Cryptocurrency

Florida court overturns Binance.US suspension order

The First District Court of Appeals in Florida has nullified an Emergency Suspension Order (ESO) issued by the Office of Financial Regulation against Binance.US, according to a court filing on May 22.

Earlier this year, Florida’s regulator banned Binance.US from serving its residents, citing “immediate danger” to the public as the reason for its decision. The regulator also pointed to Changpeng Zhao’s legal issues, as the founder and former CEO of Binance Holdings pleaded guilty to federal finance charges.

However, Binance.US argued that the suspension order contained procedural errors and misinterpreted local laws. The exchange also warned that suspending its license would lead to significant financial losses for over 170,000 accounts in Florida and highlighted the potential harm from the forced liquidation of customers’ digital assets.
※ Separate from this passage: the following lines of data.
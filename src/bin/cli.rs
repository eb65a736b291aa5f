use chrono::{Local, NaiveDate, NaiveTime};
use polars::prelude::{AnyValue, DataFrame};
use std::io::{self, Write};
use tracing_subscriber::EnvFilter;
use worklist::frame::{forecast_to_dataframe, tasks_to_dataframe};
use worklist::persistence::{
    load_snapshot_from_json, load_tasks_from_csv, save_snapshot_to_json, save_tasks_to_csv,
};
use worklist::{DueDate, Task, Worklist, WorklistConfig};

fn render_df_as_text_table(df: &DataFrame) -> String {
    let columns = df.get_columns();
    let col_names: Vec<String> = columns.iter().map(|c| c.name().to_string()).collect();

    let mut cells: Vec<Vec<String>> = Vec::with_capacity(df.height());
    for row_idx in 0..df.height() {
        let row = columns
            .iter()
            .map(|col| match col.get(row_idx) {
                Ok(AnyValue::Null) | Err(_) => String::new(),
                Ok(AnyValue::Float64(v)) => format!("{v:.1}"),
                Ok(AnyValue::String(s)) => s.to_string(),
                Ok(av) => av.to_string(),
            })
            .collect();
        cells.push(row);
    }

    let mut widths: Vec<usize> = col_names.iter().map(|n| n.len()).collect();
    for row in &cells {
        for (ci, s) in row.iter().enumerate() {
            widths[ci] = widths[ci].max(s.len());
        }
    }

    let mut sep = String::from("+");
    for w in &widths {
        sep.push_str(&"-".repeat(*w + 2));
        sep.push('+');
    }

    let render_row = |values: &[String]| {
        let mut line = String::from("|");
        for (ci, s) in values.iter().enumerate() {
            line.push(' ');
            line.push_str(s);
            line.push_str(&" ".repeat(widths[ci].saturating_sub(s.len())));
            line.push_str(" |");
        }
        line
    };

    let mut out = String::new();
    out.push_str(&sep);
    out.push('\n');
    out.push_str(&render_row(&col_names));
    out.push('\n');
    out.push_str(&sep);
    out.push('\n');
    for row in &cells {
        out.push_str(&render_row(row));
        out.push('\n');
    }
    out.push_str(&sep);
    out.push('\n');
    out
}

fn print_help() {
    println!(
        "Commands:\n  help                                         Show this help\n  show                                         Show all tasks\n  add <minutes> <start> <due> <name...>        Add a task (due: YYYY-MM-DD, ASAP or None)\n  done <id>                                    Mark a task finished\n  log <id> <minutes>                           Add time spent on a task\n  delete <id>                                  Delete a task\n  vacation add <YYYY-MM-DD>                    Mark a vacation day\n  vacation remove <YYYY-MM-DD>                 Remove a vacation day\n  vacation list                                List vacation days\n  holidays import <json_path> <province>       Import statutory holidays\n  forecast [YYYY-MM-DD] [HH:MM]                Planned hours per day\n  heatmap [YYYY-MM-DD] [HH:MM]                 Weekly load grid\n  save <json|csv> <path>                       Persist tasks to disk\n  load <json|csv> <path>                       Load tasks from disk\n  quit|exit                                    Exit"
    );
}

fn show_tasks(worklist: &Worklist) {
    let tasks: Vec<Task> = worklist.tasks().cloned().collect();
    match tasks_to_dataframe(&tasks) {
        Ok(df) => println!("{}", render_df_as_text_table(&df)),
        Err(e) => println!("Error: {e}"),
    }
}

fn parse_id(raw: Option<&str>) -> Option<u32> {
    raw.and_then(|s| s.parse().ok())
}

fn parse_date(raw: &str) -> Option<NaiveDate> {
    NaiveDate::parse_from_str(raw, "%Y-%m-%d").ok()
}

/// Optional `[YYYY-MM-DD] [HH:MM]` arguments, defaulting to the local clock.
fn parse_clock<'a>(mut args: impl Iterator<Item = &'a str>) -> Option<(NaiveDate, NaiveTime)> {
    let local = Local::now().naive_local();
    let today = match args.next() {
        Some(raw) => parse_date(raw)?,
        None => local.date(),
    };
    let now = match args.next() {
        Some(raw) => NaiveTime::parse_from_str(raw, "%H:%M").ok()?,
        None => local.time(),
    };
    Some((today, now))
}

fn load_config() -> WorklistConfig {
    let path = std::env::var("WORKLIST_CONFIG").unwrap_or_else(|_| "worklist.toml".to_string());
    match WorklistConfig::load_or_default(&path) {
        Ok(config) => config,
        Err(e) => {
            eprintln!("Ignoring config {path}: {e}");
            WorklistConfig::default()
        }
    }
}

fn main() {
    tracing_subscriber::fmt()
        .with_env_filter(
            EnvFilter::try_from_env("WORKLIST_LOG").unwrap_or_else(|_| EnvFilter::new("warn")),
        )
        .with_writer(io::stderr)
        .init();

    let config = load_config();
    let mut worklist = match Worklist::new(config) {
        Ok(worklist) => worklist,
        Err(e) => {
            eprintln!("Invalid configuration: {e}");
            Worklist::default()
        }
    };

    println!("Worklist (CLI) - type 'help' for commands\n");

    let stdin = io::stdin();
    let mut line = String::new();
    loop {
        print!("> ");
        let _ = io::stdout().flush();
        line.clear();
        match stdin.read_line(&mut line) {
            Ok(0) | Err(_) => break,
            Ok(_) => {}
        }
        let input = line.trim();
        if input.is_empty() {
            continue;
        }

        let mut parts = input.split_whitespace();
        let cmd = parts.next().unwrap_or("");

        match cmd {
            "help" => print_help(),
            "quit" | "exit" => break,
            "show" => show_tasks(&worklist),
            "add" => {
                let minutes = parts.next().and_then(|s| s.parse::<u32>().ok());
                let start = parts.next().and_then(parse_date);
                let due = parts.next().map(str::parse::<DueDate>);
                let name = parts.collect::<Vec<_>>().join(" ");
                match (minutes, start, due) {
                    (Some(minutes), Some(start), Some(Ok(due))) if !name.is_empty() => {
                        let id = worklist.next_id();
                        match worklist.insert_task(Task::new(id, name, minutes, start, due)) {
                            Ok(()) => {
                                println!("Added task id={id}.");
                                show_tasks(&worklist);
                            }
                            Err(e) => println!("Error: {e}"),
                        }
                    }
                    (_, _, Some(Err(e))) => println!("Error: {e}"),
                    _ => println!("Usage: add <minutes> <start> <due> <name...>"),
                }
            }
            "done" => match parse_id(parts.next()) {
                Some(id) => match worklist.complete_task(id) {
                    Ok(()) => println!("Task {id} finished."),
                    Err(e) => println!("Error: {e}"),
                },
                None => println!("Usage: done <id>"),
            },
            "log" => {
                let id = parse_id(parts.next());
                let minutes = parts.next().and_then(|s| s.parse::<u32>().ok());
                match (id, minutes) {
                    (Some(id), Some(minutes)) => match worklist.log_time(id, minutes) {
                        Ok(remaining) => println!("Logged {minutes} min on task {id}; {remaining} min remaining."),
                        Err(e) => println!("Error: {e}"),
                    },
                    _ => println!("Usage: log <id> <minutes>"),
                }
            }
            "delete" => match parse_id(parts.next()) {
                Some(id) => match worklist.delete_task(id) {
                    Ok(_) => {
                        println!("Deleted task {id}.");
                        show_tasks(&worklist);
                    }
                    Err(e) => println!("Error: {e}"),
                },
                None => println!("Usage: delete <id>"),
            },
            "vacation" => match (parts.next(), parts.next()) {
                (Some("add"), Some(raw)) => match parse_date(raw) {
                    Some(date) => {
                        if worklist.mark_vacation(date) {
                            println!("Vacation marked on {date}.");
                        } else {
                            println!("{date} is already a day off.");
                        }
                    }
                    None => println!("Invalid date (YYYY-MM-DD)"),
                },
                (Some("remove"), Some(raw)) => match parse_date(raw) {
                    Some(date) => {
                        if worklist.unmark_vacation(date) {
                            println!("Vacation removed on {date}.");
                        } else {
                            println!("No vacation on {date}.");
                        }
                    }
                    None => println!("Invalid date (YYYY-MM-DD)"),
                },
                (Some("list"), None) => {
                    let vacations = worklist.calendar().vacations();
                    if vacations.is_empty() {
                        println!("No vacation days.");
                    }
                    for date in vacations {
                        println!("  {date}");
                    }
                }
                _ => println!("Usage: vacation add|remove <YYYY-MM-DD> | vacation list"),
            },
            "holidays" => match (parts.next(), parts.next(), parts.next()) {
                (Some("import"), Some(path), Some(province)) => {
                    let result = std::fs::read_to_string(path)
                        .map_err(|e| e.to_string())
                        .and_then(|json| {
                            worklist
                                .import_holidays(&json, province)
                                .map_err(|e| e.to_string())
                        });
                    match result {
                        Ok(added) => println!("Imported {added} holidays for {province}."),
                        Err(e) => println!("Error: {e}"),
                    }
                }
                _ => println!("Usage: holidays import <json_path> <province>"),
            },
            "forecast" => match parse_clock(parts) {
                Some((today, now)) => match worklist.forecast(today, now) {
                    Ok(forecast) => match forecast_to_dataframe(&forecast) {
                        Ok(df) => println!("{}", render_df_as_text_table(&df)),
                        Err(e) => println!("Error: {e}"),
                    },
                    Err(e) => println!("Forecast error: {e}"),
                },
                None => println!("Usage: forecast [YYYY-MM-DD] [HH:MM]"),
            },
            "heatmap" => match parse_clock(parts) {
                Some((today, now)) => match worklist.heatmap(today, now) {
                    Ok(grid) => print!("{}", grid.render_text()),
                    Err(e) => println!("Forecast error: {e}"),
                },
                None => println!("Usage: heatmap [YYYY-MM-DD] [HH:MM]"),
            },
            "save" => match (parts.next(), parts.next()) {
                (Some("json"), Some(path)) => {
                    match save_snapshot_to_json(&worklist.snapshot(), path) {
                        Ok(()) => println!("Saved to {path}."),
                        Err(e) => println!("Save error: {e}"),
                    }
                }
                (Some("csv"), Some(path)) => {
                    let tasks: Vec<Task> = worklist.tasks().cloned().collect();
                    match save_tasks_to_csv(&tasks, path) {
                        Ok(()) => println!("Saved to {path}."),
                        Err(e) => println!("Save error: {e}"),
                    }
                }
                _ => println!("Usage: save <json|csv> <path>"),
            },
            "load" => match (parts.next(), parts.next()) {
                (Some("json"), Some(path)) => {
                    let result = load_snapshot_from_json(path)
                        .map_err(|e| e.to_string())
                        .and_then(|snapshot| {
                            Worklist::from_snapshot(worklist.config().clone(), snapshot)
                                .map_err(|e| e.to_string())
                        });
                    match result {
                        Ok(loaded) => {
                            worklist = loaded;
                            show_tasks(&worklist);
                        }
                        Err(e) => println!("Load error: {e}"),
                    }
                }
                (Some("csv"), Some(path)) => {
                    let result = load_tasks_from_csv(path)
                        .map_err(|e| e.to_string())
                        .and_then(|tasks| {
                            worklist.replace_tasks(tasks).map_err(|e| e.to_string())
                        });
                    match result {
                        Ok(()) => show_tasks(&worklist),
                        Err(e) => println!("Load error: {e}"),
                    }
                }
                _ => println!("Usage: load <json|csv> <path>"),
            },
            other => println!("Unknown command '{other}'. Type 'help'."),
        }
    }
}
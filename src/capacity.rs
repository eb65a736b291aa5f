use chrono::{NaiveDate, NaiveTime};

/// Upper bound on the minutes that may be planned for a single day.
pub trait CapacityPolicy {
    fn max_minutes_for(&self, date: NaiveDate, today: NaiveDate, now: NaiveTime) -> f64;
}

/// Today is capped by the time left until the end of the workday (never above
/// `today_ceiling_minutes`); every other day gets a flat `future_day_minutes`.
#[derive(Debug, Clone, Copy, PartialEq)]
pub struct DailyCapacityPolicy {
    end_of_day: NaiveTime,
    today_ceiling_minutes: f64,
    future_day_minutes: f64,
}

impl DailyCapacityPolicy {
    pub const DEFAULT_END_OF_DAY_HOUR: u32 = 16;
    pub const DEFAULT_TODAY_CEILING_MINUTES: f64 = 7.0 * 60.0;
    pub const DEFAULT_FUTURE_DAY_MINUTES: f64 = 6.0 * 60.0;

    pub fn new(end_of_day: NaiveTime, today_ceiling_minutes: f64, future_day_minutes: f64) -> Self {
        Self {
            end_of_day,
            today_ceiling_minutes: today_ceiling_minutes.max(0.0),
            future_day_minutes: future_day_minutes.max(0.0),
        }
    }

    pub fn end_of_day(&self) -> NaiveTime {
        self.end_of_day
    }

    pub fn today_ceiling_minutes(&self) -> f64 {
        self.today_ceiling_minutes
    }

    pub fn future_day_minutes(&self) -> f64 {
        self.future_day_minutes
    }

    /// Minutes between `now` and the end of the workday, clamped to `[0, today_ceiling]`.
    pub fn minutes_left_today(&self, now: NaiveTime) -> f64 {
        let left = self.end_of_day.signed_duration_since(now).num_minutes() as f64;
        left.clamp(0.0, self.today_ceiling_minutes)
    }
}

impl Default for DailyCapacityPolicy {
    fn default() -> Self {
        let end_of_day = NaiveTime::from_hms_opt(Self::DEFAULT_END_OF_DAY_HOUR, 0, 0)
            .unwrap_or(NaiveTime::MIN);
        Self::new(
            end_of_day,
            Self::DEFAULT_TODAY_CEILING_MINUTES,
            Self::DEFAULT_FUTURE_DAY_MINUTES,
        )
    }
}

impl CapacityPolicy for DailyCapacityPolicy {
    fn max_minutes_for(&self, date: NaiveDate, today: NaiveDate, now: NaiveTime) -> f64 {
        if date == today {
            self.minutes_left_today(now)
        } else {
            self.future_day_minutes
        }
    }
}

impl<P: CapacityPolicy + ?Sized> CapacityPolicy for &P {
    fn max_minutes_for(&self, date: NaiveDate, today: NaiveDate, now: NaiveTime) -> f64 {
        (**self).max_minutes_for(date, today, now)
    }
}
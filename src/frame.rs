//! Tabular views for display and export.

use crate::forecast::Forecast;
use crate::task::Task;
use chrono::{Datelike, NaiveDate};
use polars::prelude::*;

/// Days from 0001-01-01 (day 1 in the common era) to 1970-01-01.
const UNIX_EPOCH_FROM_CE: i32 = 719_163;

/// Days since 1970-01-01, the physical representation of a polars `Date`.
fn date_to_i32(date: NaiveDate) -> i32 {
    date.num_days_from_ce() - UNIX_EPOCH_FROM_CE
}

fn date_column(name: &'static str, dates: Vec<Option<i32>>) -> PolarsResult<Column> {
    Ok(Series::new(PlSmallStr::from_static(name), dates)
        .cast(&DataType::Date)?
        .into_column())
}

/// One row per forecast day: `date`, `minutes`, `hours`, in date order.
pub fn forecast_to_dataframe(forecast: &Forecast) -> PolarsResult<DataFrame> {
    let mut dates = Vec::with_capacity(forecast.len());
    let mut minutes = Vec::with_capacity(forecast.len());
    let mut hours = Vec::with_capacity(forecast.len());
    for (date, planned) in forecast.iter() {
        dates.push(Some(date_to_i32(date)));
        minutes.push(planned);
        hours.push(planned / 60.0);
    }

    DataFrame::new(vec![
        date_column("date", dates)?,
        Series::new(PlSmallStr::from_static("minutes"), minutes).into_column(),
        Series::new(PlSmallStr::from_static("hours"), hours).into_column(),
    ])
}

pub fn tasks_to_dataframe(tasks: &[Task]) -> PolarsResult<DataFrame> {
    let ids: Vec<u32> = tasks.iter().map(|t| t.id).collect();
    let names: Vec<&str> = tasks.iter().map(|t| t.name.as_str()).collect();
    let categories: Vec<&str> = tasks.iter().map(|t| t.category.as_str()).collect();
    let finished: Vec<bool> = tasks.iter().map(|t| t.finished).collect();
    let needed: Vec<u32> = tasks.iter().map(|t| t.time_needed).collect();
    let used: Vec<u32> = tasks.iter().map(|t| t.time_used).collect();
    let remaining: Vec<u32> = tasks.iter().map(Task::remaining_minutes).collect();
    let starts: Vec<Option<i32>> = tasks
        .iter()
        .map(|t| Some(date_to_i32(t.earliest_start)))
        .collect();
    let dues: Vec<String> = tasks.iter().map(|t| t.due.to_string()).collect();

    DataFrame::new(vec![
        Series::new(PlSmallStr::from_static("id"), ids).into_column(),
        Series::new(PlSmallStr::from_static("name"), names).into_column(),
        Series::new(PlSmallStr::from_static("category"), categories).into_column(),
        Series::new(PlSmallStr::from_static("finished"), finished).into_column(),
        Series::new(PlSmallStr::from_static("time_needed"), needed).into_column(),
        Series::new(PlSmallStr::from_static("time_used"), used).into_column(),
        Series::new(PlSmallStr::from_static("remaining"), remaining).into_column(),
        date_column("earliest_start", starts)?,
        Series::new(PlSmallStr::from_static("due"), dues).into_column(),
    ])
}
In the ruling, the judges unanimously sided with Binance.US, noting that the Florida Office of Financial Regulation failed to justify that the process for arriving at its decision was fair under the circumstances.

The court further highlighted the possible financial harm from suspending the license and the potential damage to customers from forced liquidation. They wrote:

“A forced and untimely sale of Florida customers’ digital assets threatens financial harm because of digital asset price fluctuations. In addition, an account holder who is forced to sell a digital asset at a price higher than a cost basis would incur unplanned and extensive tax liabilities.”

Conclusively, the judges noted that the ESO failed to discuss alternative remedies or explain why less harsh measures would be insufficient to address the alleged emergency.

Binance.US is the US affiliate of Binance, the largest crypto trading platform by trading platform. The platform has slowly been rebuilding its customer base following the extensive regulatory scrutiny that collapsed its market share last year.

In April, the firm appointed Martin C. Grant, a former New York Federal Reserve Bank Compliance Chief, to its Board to improve compliance efforts and restore users’ trust in its services.